Negara Hukum Ataukah Kekuasaan

Oleh: KH. Abdurrahman Wahid


Minggu ini diramaikan dengan tindakan sepihak oleh Front Pembela Islam
(FPI), atas kompleks milik sebuah organisasi Islam Ahmadiyah di Bogor. Mau
tidak mau, kita lalu menjadi tercengang karena "serangan" itu akibat dari
fatwa yang dikeluarkan Majelis Ulama Indonesia (MUI), bahwa gerakan
Ahmadiyah dalam segala bentuknya dilarang oleh Islam. Pendapat ini
jelas-jelas bertentangan dengan Undang-undang Dasar. Sedang badan yang
berwenang dalam hal ini, yaitu Pakem (Pengawas Aliran Kepercayaan
Masyarakat) di lingkungan Kejaksaan Agung mengatakan gerakan Ahmadiyah
Qadiyan saja yang dilarang oleh ajaran Islam, sedangkan aliran lainnya tidak
demikian. Karena itu, patutlah kita saat ini mengajukan pertanyaan: manakah
yang akan dipakai keputusan berdasarkan Undang-Undang Dasar, ataukah
pendapat sebuah lembaga betapa terhormatnya sekalipun, seperti MUI.


Soal serupa pernah juga penulis alami, yaitu ketika gerakan Baha'i-isme
terkena tindakan oleh Komando Distrik Militer (Kodim) di Kabupaten Pati
beberapa tahun yang lalu. Pada saat itu penulis mengambil sikap tegas,
karena pihak Kodim melarang sekolah untuk menerima anak-anak orang Baha'i
untuk turut ujian SMP, karena ada larangan tertulis atas Baha'iisme
berdasarkan sebuah Keputusan Presiden (Kepres) No. 264/1962. Penulis
menentang keputusan itu, menurut penulis hal itu bertentangan dengan
undang-undang dasar dan dengan demikian batal demi hukum. Ketika menjadi
Presiden melalui Kepres No. 69/2000 (Kepres klik di sini, red) penulis
mencabut Kepres No. 264 itu. Walaupun Mahkamah Agung tidak mengeluarkan
keputusan dalam hal itu, tetapi aparat kekuasaan memahami kenyataan yang
ada. Akhirnya keputusan sebelumnya itu tidak dilaksanakan dan menjadi
"barang mati". Tapi mengapa hal ini tidak terjadi pada kasus di Bogor
tersebut?


Karena Mahkamah Agung tidak mengeluarkan keputusan dalam kasus di Bogor ini,
patutlah kita bertanya kepada diri sendiri: siapakah yang berkuasa di negeri
kita saat ini? Hukum kah atau kekuasaan? Dalam beberapa hal kekuasaan memang
memerintah secara luas, seperti dalam kasus Komisi Pemilihan Umum (KPU).
Dikhawatirkan apabila pemeriksaan atas lembaga itu oleh alat penegak hukum,
maka akan membuka kesalahan demi kesalahan yang dilakukan KPU selama ini
dari sudut Undang-Undang. Dan seluruh proses Pemilihan Umum dari pemilu
badan-badan legislative hingga Pemilihan Kepala Daerah (Pilkada), yang dalam
pandangan penulis tidak memiliki keabsahan hukum dan kejujuran, membuat
hasilnya tidak memiliki legitimasi. Persoalannya adalah perlukah proses itu
diulang kembali, padahal kita tidak mampu untuk itu?

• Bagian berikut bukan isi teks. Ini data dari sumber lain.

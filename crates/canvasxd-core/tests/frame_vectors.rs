//! Inbound frame vector tests.

#![allow(clippy::unwrap_used)]
#![allow(clippy::expect_used)]
#![allow(clippy::panic)]

use std::fs;

use canvasxd_core::protocol::envelope::Response;
use canvasxd_core::protocol::frame::{decode_frame, frame_type, EventFrame};

use vector_loader::TestVector;

fn load(name: &str) -> TestVector {
    let s = fs::read_to_string(format!("tests/vectors/{name}")).unwrap();
    serde_json::from_str(&s).unwrap()
}

#[test]
fn frame_vectors() {
    let files = [
        "callback_ok.json",
        "callback_invalid_session.json",
        "event_streaming.json",
        "foreign_module.json",
        "not_json.json",
        "truncated_json.json",
    ];

    for f in files {
        let v = load(f);
        let res = decode_frame(&v.frame.raw());

        if let Some(err) = v.expect_error {
            let e = res.expect_err("expected error");
            assert_eq!(e.code().as_str(), err.code, "vector={}", v.description);
            continue;
        }

        let data = res.expect("expected decoded frame");
        let ex = v.expect.expect("missing expect block");
        assert_eq!(frame_type(&data), ex["type"].as_str(), "vector={}", v.description);

        match frame_type(&data) {
            Some("callback") => {
                let r: Response = serde_json::from_value(data).unwrap();
                assert_eq!(r.seq.map(u64::from), ex["seq"].as_u64(), "vector={}", v.description);
                assert_eq!(r.status.map(u64::from), ex["status"].as_u64(), "vector={}", v.description);
                assert_eq!(
                    r.is_invalid_session(),
                    ex["invalid_session"].as_bool().unwrap_or(false),
                    "vector={}",
                    v.description
                );
            }
            Some("event") => {
                let e: EventFrame = serde_json::from_value(data).unwrap();
                assert_eq!(e.payload.name, ex["name"].as_str().unwrap(), "vector={}", v.description);
                assert_eq!(e.payload.topic(), ex["topic"].as_str(), "vector={}", v.description);
            }
            other => panic!("unexpected frame type {other:?} in {}", v.description),
        }
    }
}
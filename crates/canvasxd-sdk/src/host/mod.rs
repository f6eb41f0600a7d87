//! Host collaborators.
//!
//! The SDK never touches a real browser. Everything it needs from the page is
//! behind `FrameHost`: the postMessage primitive, the document URL fragment,
//! the frame's window name, and the document scroll/client metrics. A
//! browser binding implements this trait; `MemoryHost` backs tests and the
//! loopback harness.

pub mod memory;

pub use memory::{MemoryHost, PostedMessage};

/// Window a message is posted to.
#[derive(Debug, Clone, Default, PartialEq, Eq)]
pub enum TargetWindow {
    /// The embedding page.
    #[default]
    Parent,
    /// Another frame addressed by window name.
    Named(String),
}

/// Document scroll/client metrics used by frame sizing.
#[derive(Debug, Clone, Copy, Default, PartialEq, Eq)]
pub struct DocumentMetrics {
    pub scroll_height: u32,
    pub client_height: u32,
    pub scroll_top: u32,
    pub scroll_width: u32,
    pub client_width: u32,
    pub scroll_left: u32,
}

pub trait FrameHost: Send + Sync {
    /// Hand a serialized message to the platform primitive. `target_origin`
    /// is already restricted to `scheme://host:port` (or `*`).
    fn post_message(&self, target: &TargetWindow, message: &str, target_origin: &str);

    /// Current `location.hash`, including the leading `#`.
    fn location_hash(&self) -> Option<String>;

    /// `window.name` of the frame.
    fn window_name(&self) -> Option<String>;

    fn document_metrics(&self) -> DocumentMetrics;
}
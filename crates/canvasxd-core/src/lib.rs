//! canvasxd core: transport-agnostic wire primitives, error types, and helpers.
//!
//! This crate defines the envelope contract spoken between an embedded canvas
//! frame and its parent page, plus the small string grammars the protocol
//! relies on (origin stripping, hash fragments, event names). It carries no
//! host or runtime dependencies so it can be reused by the SDK and by tooling.
//!
//! # Defensive guarantees
//! Panics, `unwrap`, and `expect` are compile-denied here. Inbound traffic on a
//! shared postMessage channel is untrusted, so every fallible path surfaces as
//! `CanvasError`/`Result`.

#![deny(clippy::unwrap_used)]
#![deny(clippy::expect_used)]
#![deny(clippy::panic)]

pub mod error;
pub mod protocol;

/// Shared result type.
pub use error::{CanvasError, Result};
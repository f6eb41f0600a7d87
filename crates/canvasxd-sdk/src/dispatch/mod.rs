//! Inbound routing.
//!
//! Re-exports the router, the handler trait, and the subscription table so
//! the client and services can depend on this module directly.

pub mod dispatcher;
pub mod subscriptions;

pub use dispatcher::{EventRouter, InboundHandler};
pub use subscriptions::{EventHandler, Subscription, SubscriptionTable, Unsubscription};
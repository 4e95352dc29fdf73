/*!
  A decimal stored-program machine and a compiler for a small line-numbered language that
  targets it.

  The machine (`machine`) executes `Image`s of four-digit words (`bytecode`). The compiler
  (`compiler`) turns source text into such images:
  ```text
  10 rem adds two numbers
  20 input a
  30 input b
  40 let c = a + b
  50 print c
  60 end
  ```
*/

#[macro_use] extern crate prettytable;
#[macro_use] extern crate lazy_static;

pub mod bytecode;
pub mod compiler;
mod display;
pub mod image;
pub mod machine;
pub mod memory;
pub mod symboltable;
pub mod terminal;

pub use crate::bytecode::{Instruction, Opcode, Word};
pub use crate::compiler::{compile, Compilation, CompileError, Compiler};
pub use crate::image::{Image, ImageError};
pub use crate::machine::{Fault, Machine, State, Termination};
pub use crate::memory::{Location, Memory, MemoryError};
pub use crate::symboltable::{LineNumber, Symbol, SymbolError, SymbolTable};
pub use crate::terminal::{ScriptedTerminal, StdTerminal, Terminal};
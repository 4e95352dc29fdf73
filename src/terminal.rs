/*!
  The operator's terminal. The machine never touches stdin or stdout directly; every prompt,
  answer and line of output goes through a `Terminal`, so a session can be driven from the
  console, from a file of canned answers, or from a test.
*/

use std::collections::VecDeque;
use std::io::{self, BufRead, Write};

use crate::bytecode::Word;

/// Prefix of every line a `WRITE` instruction produces.
pub const OUTPUT_PREFIX: &str = "output:  ";

pub trait Terminal {
  /**
    Shows `prompt` and reads one line of input without its line terminator. `Ok(None)` means
    the input is exhausted.
  */
  fn read_line(&mut self, prompt: &str) -> io::Result<Option<String>>;

  fn write_line(&mut self, text: &str) -> io::Result<()>;
}

/// The process's standard input and output.
pub struct StdTerminal {
  stdin  : io::Stdin,
  stdout : io::Stdout,
}

impl StdTerminal {
  pub fn new() -> StdTerminal {
    StdTerminal {
      stdin  : io::stdin(),
      stdout : io::stdout(),
    }
  }
}

impl Default for StdTerminal {
  fn default() -> StdTerminal {
    StdTerminal::new()
  }
}

impl Terminal for StdTerminal {
  fn read_line(&mut self, prompt: &str) -> io::Result<Option<String>> {
    {
      let mut out = self.stdout.lock();
      out.write_all(prompt.as_bytes())?;
      out.flush()?;
    }

    let mut buffer = String::new();
    match self.stdin.lock().read_line(&mut buffer)? {
      0 => Ok(None),
      _ => Ok(Some(buffer.trim_end_matches(&['\r', '\n'][..]).to_string()))
    }
  }

  fn write_line(&mut self, text: &str) -> io::Result<()> {
    writeln!(self.stdout.lock(), "{}", text)
  }
}

/**
  Answers prompts from a fixed list of lines and records everything shown to the operator.
  Prompts are recorded together with the answer they received, the way they would appear on a
  console.
*/
#[derive(Clone, Debug, Default)]
pub struct ScriptedTerminal {
  inputs     : VecDeque<String>,
  transcript : Vec<String>,
}

impl ScriptedTerminal {
  pub fn new<I, S>(inputs: I) -> ScriptedTerminal
    where I: IntoIterator<Item = S>,
          S: Into<String>
  {
    ScriptedTerminal {
      inputs     : inputs.into_iter().map(Into::into).collect(),
      transcript : Vec::new(),
    }
  }

  /// Lines of a file or string become the scripted answers.
  pub fn from_text(text: &str) -> ScriptedTerminal {
    ScriptedTerminal::new(text.lines().map(str::trim))
  }

  pub fn transcript(&self) -> &[String] {
    &self.transcript
  }

  /// The values printed by `WRITE` instructions, in order.
  pub fn outputs(&self) -> Vec<Word> {
    self.transcript
        .iter()
        .filter_map(|line| line.strip_prefix(OUTPUT_PREFIX))
        .filter_map(|value| value.trim().parse::<Word>().ok())
        .collect()
  }

  /// Answers not yet consumed.
  pub fn remaining(&self) -> usize {
    self.inputs.len()
  }
}

impl Terminal for ScriptedTerminal {
  fn read_line(&mut self, prompt: &str) -> io::Result<Option<String>> {
    let answer = self.inputs.pop_front();
    match &answer {
      Some(line) => self.transcript.push(format!("{}{}", prompt, line)),
      None       => self.transcript.push(prompt.to_string())
    }
    Ok(answer)
  }

  fn write_line(&mut self, text: &str) -> io::Result<()> {
    self.transcript.extend(text.lines().map(str::to_string));
    Ok(())
  }
}


#[cfg(test)]
mod tests {
  use super::*;

  #[test]
  fn answers_in_order_then_runs_dry() {
    let mut terminal = ScriptedTerminal::new(vec!["3", "4"]);
    assert_eq!(terminal.read_line("? ").unwrap(), Some("3".to_string()));
    assert_eq!(terminal.remaining(), 1);
    assert_eq!(terminal.read_line("? ").unwrap(), Some("4".to_string()));
    assert_eq!(terminal.read_line("? ").unwrap(), None);
    assert_eq!(terminal.transcript(), &["? 3", "? 4", "? "]);
  }

  #[test]
  fn collects_outputs() {
    let mut terminal = ScriptedTerminal::default();
    terminal.write_line("*** Program execution begins ***").unwrap();
    terminal.write_line(&format!("{}{}", OUTPUT_PREFIX, 7)).unwrap();
    terminal.write_line(&format!("{}{}\nnext line", OUTPUT_PREFIX, -12)).unwrap();
    assert_eq!(terminal.outputs(), vec![7, -12]);
    assert_eq!(terminal.transcript().len(), 4);
  }

  #[test]
  fn script_from_text() {
    let mut terminal = ScriptedTerminal::from_text("1\n  2 \n");
    assert_eq!(terminal.read_line("").unwrap(), Some("1".to_string()));
    assert_eq!(terminal.read_line("").unwrap(), Some("2".to_string()));
    assert_eq!(terminal.read_line("").unwrap(), None);
  }
}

Sebagai bangsa, kita patut mempertanyakan kedua hal itu: siapakah yang
berkuasa? Dan perlukah pemilu diulang kembali? Pertanyaan ini penting untuk
masa depan kita karena terkait dengan pertanyaan akankah kita memiliki
negara demokratis ataukah tidak? Sudah tentu, ada "tuduhan" ke arah penulis,
bahwa ia membuat kekacau-balauan hidup kita sebagai bangsa. Namun penulis
beranggapan harus ada yang memimpin 'kemampuan' bangsa kita di saat ini dan
masa depan. Kalau bertanya saja kita sudah tidak mampu, bukankah ini berarti
sudah terjadi ketakutan antara fakta dengan lemahnya kontrol atas perbuatan
kita sendiri? Bukankah pemerintah sendiri wajib menengakkan demokrasi?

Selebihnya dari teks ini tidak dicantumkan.